Controllo dei Carabinieri: blitz contro illegalità nei Campi Flegrei
Nella mattinata di ieri, l’area flegrea è stata travolta da un’operazione di controllo che ha scoperchiato un mondo di illegalità, dal caporalato allo spaccio di droga. I Carabinieri della Compagnia di Pozzuoli hanno attivato un’azione di alto impatto, arrestando e denunciando diversi soggetti a partire dalle prime luci dell’alba.
Sono stati ben 269 i cittadini identificati, con 131 veicoli controllati e 68 contravvenzioni al codice della strada, per un totale di multe che raggiungono la cifra considerevole di oltre 47mila euro. La questione dei lavoratori sommersi e del commercio illegale si conferma una piaga da affrontare. Infatti, l’operazione ha messo in luce un esercito silenzioso di lavoratori che ogni giorno si muove da Napoli, precisamente da piazza Garibaldi, verso le località balneari nei pressi di Licola.
Secondo quanto riportato da www.cronachedellacampania.it, durante i controlli presso il terminal della Cumana, i militari hanno fermato un’attività di trasporto non autorizzato gestita da cittadini extracomunitari. A bordo di furgoni e automobili private, questi individui attendevano di raccogliere i connazionali per portarli nei campi o lungo la costa, pronti a vendere merci contraffatte ai bagnanti.
La tensione è aumentata in modo sorprendente quando i Carabinieri hanno tentato di fermare un Fiat Doblò con quattro persone a bordo. Ignorando l’alt, il conducente ha innescato un inseguimento lungo le strade di Licola, culminato con la fuga disperata dei passeggeri a piedi.
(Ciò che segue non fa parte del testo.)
//! Time evolution of the flight world.
//!
//! - [`ObstacleField`] - spawns, scrolls, scores and removes obstacles
//! - [`ObstacleSeed`] - seed for reproducible obstacle layouts
//! - [`sensor`] - the fixed-length observation an agent's policy sees
//! - [`FlightSession`] - single-agent run driven by flap/restart input
//! - [`FlightStats`] - score and high score
//!
//! # Tick order
//!
//! Every simulated tick follows the same order, both in [`FlightSession`] and in the
//! multi-agent population of `flappy-training`:
//!
//! 1. Advance the obstacle field (spawn, scroll, score, remove)
//! 2. For each live agent: sense, decide, [`step`](crate::AgentBody::step) the body
//! 3. Test the body against the obstacles; a collision ends the agent

pub use self::{flight_session::*, flight_stats::*, obstacle_field::*};

mod flight_session;
mod flight_stats;
mod obstacle_field;
pub mod sensor;
use crossterm::event::{Event, KeyCode};
use flappy_engine::{FlightSession, SessionState};
use flappy_training::{network::FeedForwardNetwork, policy};
use ratatui::{
    Frame,
    layout::{Constraint, Flex, Layout},
    widgets::Block as BlockWidget,
};

use crate::{
    schema::model::NetworkModel,
    tui::App,
    ui::widgets::{KeyBinding, KeyBindingDisplay, StatRow, StatsDisplay, WorldDisplay},
};

const MANUAL_BINDINGS: &[KeyBinding] = &[
    (&["Space"], "Flap"),
    (&["R"], "Restart"),
    (&["P"], "Pause"),
    (&["Q"], "Quit"),
];
const AUTO_BINDINGS: &[KeyBinding] = &[(&["R"], "Restart"), (&["P"], "Pause"), (&["Q"], "Quit")];
const PAUSED_BINDINGS: &[KeyBinding] = &[(&["P"], "Resume"), (&["Q"], "Quit")];
const GAME_OVER_BINDINGS: &[KeyBinding] = &[(&["R"], "Restart"), (&["Q"], "Quit")];

#[derive(Debug)]
struct Autopilot {
    name: String,
    network: FeedForwardNetwork,
}

/// A single flight, steered by the keyboard or by a trained network.
#[derive(Debug)]
pub struct PlayApp {
    session: FlightSession,
    autopilot: Option<Autopilot>,
    is_exiting: bool,
}

impl PlayApp {
    pub fn manual(session: FlightSession) -> Self {
        Self {
            session,
            autopilot: None,
            is_exiting: false,
        }
    }

    pub fn auto(session: FlightSession, model: NetworkModel) -> Self {
        Self {
            session,
            autopilot: Some(Autopilot {
                name: model.name,
                network: model.network,
            }),
            is_exiting: false,
        }
    }

    pub fn high_score(&self) -> usize {
        self.session.stats().high_score()
    }

    fn key_bindings(&self) -> &'static [KeyBinding<'static>] {
        match self.session.session_state() {
            SessionState::Playing if self.autopilot.is_none() => MANUAL_BINDINGS,
            SessionState::Playing => AUTO_BINDINGS,
            SessionState::Paused => PAUSED_BINDINGS,
            SessionState::GameOver => GAME_OVER_BINDINGS,
        }
    }

    fn stat_rows(&self) -> Vec<StatRow> {
        let stats = self.session.stats();
        let status = match self.session.session_state() {
            SessionState::Playing => "FLYING",
            SessionState::Paused => "PAUSED",
            SessionState::GameOver => "GAME OVER",
        };
        let pilot = self
            .autopilot
            .as_ref()
            .map_or_else(|| "you".to_owned(), |autopilot| autopilot.name.clone());
        vec![
            StatRow::LabelValue("SCORE:", stats.score().to_string()),
            StatRow::LabelValue("HIGH SCORE:", stats.high_score().to_string()),
            StatRow::Empty,
            StatRow::LabelValue("FRAME:", self.session.frame().to_string()),
            StatRow::LabelValue("PILOT:", pilot),
            StatRow::Empty,
            StatRow::LabelValue("STATUS:", status.to_owned()),
        ]
    }
}

impl App for PlayApp {
    fn should_exit(&self) -> bool {
        self.is_exiting
    }

    fn handle_event(&mut self, event: Event) {
        let state = self.session.session_state();
        let can_flap = state.is_playing() && self.autopilot.is_none();
        let can_toggle_pause = !state.is_game_over();

        if let Some(event) = event.as_key_event() {
            match event.code {
                KeyCode::Char(' ') if can_flap => self.session.flap(),
                KeyCode::Char('r') => self.session.restart(),
                KeyCode::Char('p') if can_toggle_pause => self.session.toggle_pause(),
                KeyCode::Char('q') => self.is_exiting = true,
                _ => {}
            }
        }
    }

    fn draw(&self, frame: &mut Frame) {
        let world_display = WorldDisplay::new(self.session.world(), self.session.obstacles())
            .bodies([*self.session.body()])
            .block(BlockWidget::bordered());
        let stats_display = StatsDisplay::new(self.stat_rows()).block(BlockWidget::bordered());
        let help = KeyBindingDisplay::new(self.key_bindings());

        let [main_area, help_area] =
            Layout::vertical([Constraint::Fill(1), Constraint::Length(1)]).areas(frame.area());
        let world_width = world_display.width_for_height(main_area.height);
        let [world_area, stats_area] = Layout::horizontal([
            Constraint::Length(world_width),
            Constraint::Length(stats_display.width()),
        ])
        .flex(Flex::Center)
        .spacing(1)
        .areas(main_area);
        let [stats_area] = Layout::vertical([Constraint::Length(stats_display.height())])
            .areas(stats_area);

        frame.render_widget(world_display, world_area);
        frame.render_widget(stats_display, stats_area);
        frame.render_widget(help, help_area);
    }

    fn update(&mut self) {
        if let Some(autopilot) = &self.autopilot
            && policy::decide(&autopilot.network, self.session.observe().as_ref()).is_flap()
        {
            self.session.flap();
        }
        self.session.increment_frame();
    }
}
pub mod model;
Tuttavia, la loro corsa è stata bruscamente interrotta dalle forze dell’ordine, con tutti denunciati per organizzazione di taxi illegali.
Non si sono fermati qui: rimettendo ordine nelle strade, i Carabinieri hanno denunciato un cinquantaduenne per possesso di un’auto dalla targa estera con documento contraffatto, e un diciassettenne per fuga pericolosa dopo aver forzato un posto di blocco. In un contesto di sicurezza sempre più precario, un cinquantanovenne è stato trovato in possesso di un taglierino, rischiando così di dover rispondere di porto abusivo d’armi.
L’operazione ha ottenuto un altro importante risultato nella lotta allo spaccio di droga. Infatti, i Carabinieri della Tenenza di Quarto hanno arrestato Antonio Passaretti, un 47enne del posto, colto in flagrante mentre cedeva una dose a un acquirente. La perquisizione ha riportato alla luce dieci grammi di cocaina e 130 euro in contanti, portando così all’immediato trasferimento in carcere.
In un altro intervento a Pozzuoli, i Carabinieri hanno arrestato Pietro Restivo, 40enne originario di Giugliano, sequestrando 125 grammi di marijuana, un panetto di hashish da 135 grammi, un coltello intriso di sostanza stupefacente e oltre 2.230 euro, ritenuti proventi della sua attività illecita.
I cittadini di Pozzuoli e dell’intera area flegrea, notoriamente preoccupati per la questione della sicurezza, si interrogano ora su quale sia il futuro di un territorio così fieramente identificato con l’accoglienza e l’economia turistica, infastidito da questi fenomeni di illegalità. Il malumore generale non è da sottovalutare: la sensazione che qualcosa non torni corre tra le strade.
A questo punto, la città aspetta con ansia risposte e misure concrete per contrastare queste piaghe, spingendo verso un futuro in cui legalità e sicurezza tornino a essere principi cardine per la comunità.